Although the published research is focused on breast cancer metastases in the lungs, the UC Irvine technology will be applicable to other metastases, because a number of different solid tumor types exhibit the same biophysical characteristic of being stiffer than normal tissue, Zhao suggested. “This is why our system is innovative and powerful, as we don't have to spend the time to identify and develop a new genetic or protein marker for every kind of cancer.”
The technique could therefore address common challenges associated with existing tumor-targeting approaches, he commented to GEN. “Previous effort of cancer treatment has been focused on targeting cancer cell biochemical factors (e.g., genes, proteins, etc). However, it is difficult to identify biochemical factors that are unique to particular cancer because they are heterogeneous. Cancer also can easily develop resistance to treatments that target cancer biochemical factors. These are the challenges that we hope our approach of targeting biophysical cues of tissue can help to address.”
The team hopes to broaden the basic concept of targeting biophysical stiffness to other disease types. “Basically, this platform technology can target any diseases that possess abnormal stiffness,” Dr. Zhao added. “In the case of fibrosis, for example, we use cells to deliver matrix metalloproteinases to eradicate fibrotic tissue (in contrast to antitumor drugs to kill cancer cells), using other engineered cell types.”

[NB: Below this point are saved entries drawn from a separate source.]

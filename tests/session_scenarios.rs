use std::time::{Duration, Instant};

use phrasedash::engine::compare::{CharState, evaluate};
use phrasedash::generator::phrase::{Difficulty, Phrase, PhraseBank};
use phrasedash::session::state::{Session, SessionState};

fn phrase(text: &str) -> Phrase {
    Phrase::new(text, Difficulty::Short).unwrap()
}

/// Feed `inputs` one at a time, one second apart, returning how many
/// completion events fired and the last one seen.
fn drive(session: &mut Session, inputs: &[&str]) -> (usize, Option<(bool, usize, usize)>) {
    let t0 = Instant::now();
    let mut fired = 0;
    let mut last = None;
    for (i, typed) in inputs.iter().enumerate() {
        let out = session.on_input(typed, t0 + Duration::from_secs(i as u64));
        if let Some(event) = out.completion {
            fired += 1;
            last = Some((
                event.is_perfect,
                event.metrics.correct_chars,
                event.metrics.mistakes,
            ));
        }
    }
    (fired, last)
}

#[test]
fn cat_typed_cleanly_is_a_perfect_run() {
    let mut session = Session::new(phrase("cat"));
    let (fired, last) = drive(&mut session, &["c", "ca", "cat"]);
    assert_eq!(fired, 1);
    assert_eq!(last, Some((true, 3, 0)));

    let m = session.metrics();
    assert_eq!(m.correct_chars, 3);
    assert_eq!(m.mistakes, 0);
    assert_eq!(m.accuracy, 100);
    assert_eq!(m.progress, 100);
    assert_eq!(session.state(), SessionState::Completed);
}

#[test]
fn cat_with_one_typo_completes_imperfectly() {
    let mut session = Session::new(phrase("cat"));
    let (fired, last) = drive(&mut session, &["c", "cb", "cbt"]);
    assert_eq!(fired, 1);
    assert_eq!(last, Some((false, 2, 1)));
    assert_eq!(session.metrics().accuracy, 67);
    assert_eq!(
        session.char_states(),
        &[CharState::Correct, CharState::Incorrect, CharState::Correct]
    );
}

#[test]
fn completion_triggers_at_phrase_length_not_input_length() {
    let mut session = Session::new(phrase("hi"));
    let (fired, last) = drive(&mut session, &["h", "hi", "hil", "hill", "hillo"]);
    assert_eq!(fired, 1);
    assert_eq!(last, Some((true, 2, 0)));
    // Later input is frozen out once the session completed.
    assert_eq!(session.typed(), "hi");

    let now = Instant::now();
    let m = evaluate(&phrase("hi"), "hillo", Some(now), now + Duration::from_secs(1));
    assert_eq!(m.correct_chars, 2);
    assert_eq!(m.mistakes, 3);
}

#[test]
fn overflow_in_one_input_still_completes_once() {
    let mut session = Session::new(phrase("hi"));
    let (fired, last) = drive(&mut session, &["hillo", "hillo", "hilloooo"]);
    assert_eq!(fired, 1);
    let (perfect, correct, mistakes) = last.unwrap();
    assert!(perfect);
    assert_eq!(correct, 2);
    assert_eq!(mistakes, 3);
}

#[test]
fn every_prefix_of_every_builtin_phrase_is_clean() {
    let bank = PhraseBank::default();
    let t0 = Instant::now();
    for tier in Difficulty::ALL {
        for p in bank.candidates(tier) {
            let chars: Vec<char> = p.chars().to_vec();
            for end in 0..=chars.len() {
                let typed: String = chars[..end].iter().collect();
                let m = evaluate(p, &typed, Some(t0), t0 + Duration::from_secs(10));
                assert_eq!(m.mistakes, 0);
                assert_eq!(m.accuracy, 100);
            }
        }
    }
}

#[test]
fn overflow_is_always_counted() {
    let t0 = Instant::now();
    let target = phrase("abc");
    for extra in ["d", "dd", "xyzxyz", "abcabcabc"] {
        let typed = format!("abc{extra}");
        let m = evaluate(&target, &typed, Some(t0), t0 + Duration::from_secs(1));
        let overflow = typed.chars().count() - target.len();
        assert!(m.mistakes >= overflow);
    }
    let m = evaluate(&target, "xbcdef", Some(t0), t0 + Duration::from_secs(1));
    assert_eq!(m.mistakes, 4);
}

#[test]
fn evaluate_repeats_identically() {
    let target = phrase("Practice daily.");
    let t0 = Instant::now();
    let now = t0 + Duration::from_millis(2500);
    let first = evaluate(&target, "Prac tice", Some(t0), now);
    for _ in 0..10 {
        assert_eq!(evaluate(&target, "Prac tice", Some(t0), now), first);
    }
}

Dr. Zhao also stressed the potential to apply the stiffness-sensing tumor-targeting technology to therapeutic cell types other than MSCs. “Expanding the approach of targeting cancer biophysical cues to CAR T cells is something ongoing and we are extremely excited about,” he indicated to GEN. “In this way, we can leverage T cell's natural tumor killing ability, together with our specific target and activation, only at the tumor site but not healthy tissue site [so] we can improve both killing efficacy and reduce side effects. …We are keen to move this technology, especially the engineered mechanosensing CAR-T treatment for solid tumor, to the clinic. We are excited to look for partnership to rapidly translate the technology.”